Soares, Tallinn, and Yudkowsky discuss AGI cognition
This is a collection of follow-up discussions in the wake of Richard Ngo and Eliezer Yudkowsky’s first three conversations (1 and 2, 3).
Color key:
Chat | Google Doc content | Inline comments |
7. Follow-ups to the Ngo/Yudkowsky conversation
Readers who aren’t already familiar with relevant concepts such as ethical injunctions should probably read Ends Don’t Justify Means (Among Humans), along with an introduction to the unilateralist’s curse.

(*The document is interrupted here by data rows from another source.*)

//! PostgreSQL implementation of the listing store.
//!
//! All writes of an ingestion batch share one transaction: category upserts,
//! listing upserts and join replacement either all commit or all roll back.
use async_trait::async_trait;
use chrono::{DateTime, Utc};
use directory_shared::slug::{slug_candidate, MAX_SLUG_SUFFIX};
use directory_shared::{
    Category, CategorySeed, IngestChangeset, Listing, ListingUpsert, ListingWithCategories,
};
use tracing::debug;
use uuid::Uuid;

use crate::errors::RepositoryError;
use crate::interfaces::ListingRepository;
use crate::types::PersistedListing;

const LISTING_COLUMNS: &str = r#"
    l.id, l.slug, l.name, l.website, l.description, l.phone, l.email, l.address,
    l.city, l.state, l.postal_code, l.country, l.lat, l.lng, l.rating, l.review_count,
    l.brands, l.financing, l.plan_weight, l.created_at, l.updated_at,
    COALESCE(
        array_agg(c.slug ORDER BY c.slug) FILTER (WHERE c.slug IS NOT NULL),
        ARRAY[]::text[]
    ) AS categories
"#;

const LISTING_JOINS: &str = r#"
    FROM listings l
    LEFT JOIN listing_categories lc ON lc.listing_id = l.id
    LEFT JOIN categories c ON c.id = lc.category_id
"#;

#[derive(Debug, sqlx::FromRow)]
struct ListingRow {
    id: Uuid,
    slug: String,
    name: String,
    website: Option<String>,
    description: Option<String>,
    phone: Option<String>,
    email: Option<String>,
    address: Option<String>,
    city: String,
    state: String,
    postal_code: String,
    country: String,
    lat: Option<f64>,
    lng: Option<f64>,
    rating: Option<f64>,
    review_count: Option<i32>,
    brands: Vec<String>,
    financing: Vec<String>,
    plan_weight: i32,
    created_at: DateTime<Utc>,
    updated_at: DateTime<Utc>,
    categories: Vec<String>,
}

impl From<ListingRow> for ListingWithCategories {
    fn from(row: ListingRow) -> Self {
        ListingWithCategories {
            listing: Listing {
                id: row.id,
                slug: row.slug,
                name: row.name,
                website: row.website,
                description: row.description,
                phone: row.phone,
                email: row.email,
                address: row.address,
                city: row.city,
                state: row.state,
                postal_code: row.postal_code,
                country: row.country,
                lat: row.lat,
                lng: row.lng,
                rating: row.rating,
                review_count: row.review_count,
                brands: row.brands,
                financing: row.financing,
                plan_weight: row.plan_weight,
                created_at: row.created_at,
                updated_at: row.updated_at,
            },
            categories: row.categories,
        }
    }
}

#[derive(Debug, sqlx::FromRow)]
struct CategoryRow {
    id: Uuid,
    slug: String,
    label: String,
}

/// PostgreSQL implementation of the listing store.
///
/// Provides database operations for listings, categories and their joins using
/// PostgreSQL with connection pooling and transaction support.
pub struct PostgresListingRepository {
    pool: sqlx::PgPool,
}

impl PostgresListingRepository {
    /// Creates a new PostgreSQL repository instance.
    ///
    /// # Arguments
    ///
    /// * `pool` - Configured PostgreSQL connection pool with the schema migrated
    pub fn new(pool: sqlx::PgPool) -> Self {
        Self { pool }
    }

    /// Upserts category seeds within an active transaction.
    async fn upsert_categories_tx(
        &self,
        categories: &[CategorySeed],
        tx: &mut sqlx::Transaction<'_, sqlx::Postgres>,
    ) -> Result<(), RepositoryError> {
        for category in categories {
            sqlx::query(
                r#"
                INSERT INTO categories (id, slug, label)
                VALUES ($1, $2, $3)
                ON CONFLICT (slug) DO UPDATE SET label = EXCLUDED.label
                "#,
            )
            .bind(Uuid::new_v4())
            .bind(&category.slug)
            .bind(&category.label)
            .execute(&mut **tx)
            .await?;
        }
        Ok(())
    }

    /// Picks the slug a listing is stored under.
    ///
    /// Supplied slugs are natural keys and are used as-is. A derived slug that
    /// belongs to a different business gets the first free `-n` suffix.
    ///
    /// Each candidate is guarded by a transaction-scoped advisory lock, so a
    /// concurrent batch deriving the same slug waits for this one to commit
    /// and then sees its row.
    async fn resolve_slug_tx(
        &self,
        listing: &ListingUpsert,
        tx: &mut sqlx::Transaction<'_, sqlx::Postgres>,
    ) -> Result<String, RepositoryError> {
        if !listing.slug_derived {
            return Ok(listing.slug.clone());
        }

        for attempt in 1..=MAX_SLUG_SUFFIX {
            let candidate = slug_candidate(&listing.slug, attempt);
            sqlx::query("SELECT pg_advisory_xact_lock(hashtext($1))")
                .bind(&candidate)
                .execute(&mut **tx)
                .await?;

            let owner: Option<(String, String, String)> =
                sqlx::query_as("SELECT name, city, state FROM listings WHERE slug = $1")
                    .bind(&candidate)
                    .fetch_optional(&mut **tx)
                    .await?;

            match owner {
                None => return Ok(candidate),
                Some((name, city, state)) if listing.same_identity(&name, &city, &state) => {
                    return Ok(candidate)
                }
                Some(_) => {
                    debug!(slug = %candidate, "Derived slug taken by another listing");
                }
            }
        }

        Err(RepositoryError::SlugExhausted {
            slug: listing.slug.clone(),
            attempts: MAX_SLUG_SUFFIX,
        })
    }

    /// Upserts one listing row keyed by slug.
    ///
    /// Optional scalars absent from the input keep their stored value on
    /// update. `plan_weight` is only ever set on insert.
    async fn upsert_listing_tx(
        &self,
        slug: &str,
        listing: &ListingUpsert,
        tx: &mut sqlx::Transaction<'_, sqlx::Postgres>,
    ) -> Result<(Uuid, bool), RepositoryError> {
        let row: (Uuid, bool) = sqlx::query_as(
            r#"
            INSERT INTO listings (
                id, slug, name, website, description, phone, email, address,
                city, state, postal_code, country, lat, lng, rating, review_count,
                brands, financing, plan_weight
            )
            VALUES ($1, $2, $3, $4, $5, $6, $7, $8, $9, $10, $11, $12, $13, $14, $15, $16, $17, $18, 0)
            ON CONFLICT (slug) DO UPDATE SET
                name = EXCLUDED.name,
                website = COALESCE(EXCLUDED.website, listings.website),
                description = COALESCE(EXCLUDED.description, listings.description),
                phone = COALESCE(EXCLUDED.phone, listings.phone),
                email = COALESCE(EXCLUDED.email, listings.email),
                address = COALESCE(EXCLUDED.address, listings.address),
                city = EXCLUDED.city,
                state = EXCLUDED.state,
                postal_code = EXCLUDED.postal_code,
                country = EXCLUDED.country,
                lat = COALESCE(EXCLUDED.lat, listings.lat),
                lng = COALESCE(EXCLUDED.lng, listings.lng),
                rating = COALESCE(EXCLUDED.rating, listings.rating),
                review_count = COALESCE(EXCLUDED.review_count, listings.review_count),
                brands = EXCLUDED.brands,
                financing = EXCLUDED.financing,
                updated_at = now()
            RETURNING id, (xmax = 0) AS inserted
            "#,
        )
        .bind(Uuid::new_v4())
        .bind(slug)
        .bind(&listing.name)
        .bind(&listing.website)
        .bind(&listing.description)
        .bind(&listing.phone)
        .bind(&listing.email)
        .bind(&listing.address)
        .bind(&listing.city)
        .bind(&listing.state)
        .bind(&listing.postal_code)
        .bind(&listing.country)
        .bind(listing.lat)
        .bind(listing.lng)
        .bind(listing.rating)
        .bind(listing.review_count)
        .bind(&listing.brands)
        .bind(&listing.financing)
        .fetch_one(&mut **tx)
        .await?;

        Ok(row)
    }

    /// Replaces the listing's category joins with the named categories.
    ///
    /// Slugs with no matching category are skipped.
    async fn replace_categories_tx(
        &self,
        listing_id: Uuid,
        slugs: &[String],
        tx: &mut sqlx::Transaction<'_, sqlx::Postgres>,
    ) -> Result<(), RepositoryError> {
        sqlx::query("DELETE FROM listing_categories WHERE listing_id = $1")
            .bind(listing_id)
            .execute(&mut **tx)
            .await?;

        if slugs.is_empty() {
            return Ok(());
        }

        sqlx::query(
            r#"
            INSERT INTO listing_categories (listing_id, category_id)
            SELECT $1, c.id FROM categories c WHERE c.slug = ANY($2)
            ON CONFLICT DO NOTHING
            "#,
        )
        .bind(listing_id)
        .bind(slugs)
        .execute(&mut **tx)
        .await?;

        Ok(())
    }
}

#[async_trait]
impl ListingRepository for PostgresListingRepository {
    async fn persist_changeset(
        &self,
        changeset: &IngestChangeset,
    ) -> Result<Vec<PersistedListing>, RepositoryError> {
        let mut tx = self.pool.begin().await?;
        self.upsert_categories_tx(&changeset.categories, &mut tx).await?;

        let mut persisted = Vec::with_capacity(changeset.listings.len());
        for listing in &changeset.listings {
            let slug = self.resolve_slug_tx(listing, &mut tx).await?;
            let (id, created) = self.upsert_listing_tx(&slug, listing, &mut tx).await?;
            if let Some(ref categories) = listing.categories {
                self.replace_categories_tx(id, categories, &mut tx).await?;
            }
            debug!(slug = %slug, created, "Upserted listing");
            persisted.push(PersistedListing { id, slug, created });
        }

        tx.commit().await?;
        Ok(persisted)
    }

    async fn upsert_categories(&self, categories: &[CategorySeed]) -> Result<(), RepositoryError> {
        let mut tx = self.pool.begin().await?;
        self.upsert_categories_tx(categories, &mut tx).await?;
        tx.commit().await?;
        Ok(())
    }

    async fn list_categories(&self) -> Result<Vec<Category>, RepositoryError> {
        let rows: Vec<CategoryRow> =
            sqlx::query_as("SELECT id, slug, label FROM categories ORDER BY slug")
                .fetch_all(&self.pool)
                .await?;

        Ok(rows
            .into_iter()
            .map(|r| Category {
                id: r.id,
                slug: r.slug,
                label: r.label,
            })
            .collect())
    }

    async fn find_listing_id_by_slug(&self, slug: &str) -> Result<Option<Uuid>, RepositoryError> {
        let id: Option<Uuid> = sqlx::query_scalar("SELECT id FROM listings WHERE slug = $1")
            .bind(slug)
            .fetch_optional(&self.pool)
            .await?;
        Ok(id)
    }

    async fn get_listing(
        &self,
        slug: &str,
    ) -> Result<Option<ListingWithCategories>, RepositoryError> {
        let sql = format!(
            "SELECT {} {} WHERE l.slug = $1 GROUP BY l.id",
            LISTING_COLUMNS, LISTING_JOINS
        );
        let row: Option<ListingRow> = sqlx::query_as(&sql)
            .bind(slug)
            .fetch_optional(&self.pool)
            .await?;
        Ok(row.map(Into::into))
    }

    async fn list_listings_page(
        &self,
        after: Option<Uuid>,
        limit: usize,
    ) -> Result<Vec<ListingWithCategories>, RepositoryError> {
        let sql = format!(
            "SELECT {} {} WHERE ($1::uuid IS NULL OR l.id > $1) GROUP BY l.id ORDER BY l.id LIMIT $2",
            LISTING_COLUMNS, LISTING_JOINS
        );
        let rows: Vec<ListingRow> = sqlx::query_as(&sql)
            .bind(after)
            .bind(i64::try_from(limit).unwrap_or(i64::MAX))
            .fetch_all(&self.pool)
            .await?;
        Ok(rows.into_iter().map(Into::into).collect())
    }

    async fn count_listings(&self) -> Result<u64, RepositoryError> {
        let count: i64 = sqlx::query_scalar("SELECT COUNT(*) FROM listings")
            .fetch_one(&self.pool)
            .await?;
        Ok(count.max(0) as u64)
    }
}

7.1. Jaan Tallinn’s commentary
meta
a few meta notes first:
- i’m happy with the below comments being shared further without explicit permission – just make sure you respect the sharing constraints of the discussion that they’re based on;
- there’s a lot of content now in the debate that branches out in multiple directions – i suspect a strong distillation step is needed to make it coherent and publishable;
- the main purpose of this document is to give a datapoint how the debate is coming across to a reader – it’s very probable that i’ve misunderstood some things, but that’s the point;
- i’m also largely using my own terms/metaphors – for additional triangulation.
pit of generality
it feels to me like the main crux is about the topology of the space of cognitive systems in combination with what it implies about takeoff. here’s the way i understand eliezer’s position:
there’s a “pit of generality” attractor in cognitive systems space: once an AI system gets sufficiently close to the edge (“past the atmospheric turbulence layer”), it’s bound to improve in catastrophic manner;
it’s bound to improve in catastrophic manner
I think this is true with quite high probability about an AI that gets high enough, if not otherwise corrigibilized, boosting up to strong superintelligence – this is what it means metaphorically to get “past the atmospheric turbulence layer”.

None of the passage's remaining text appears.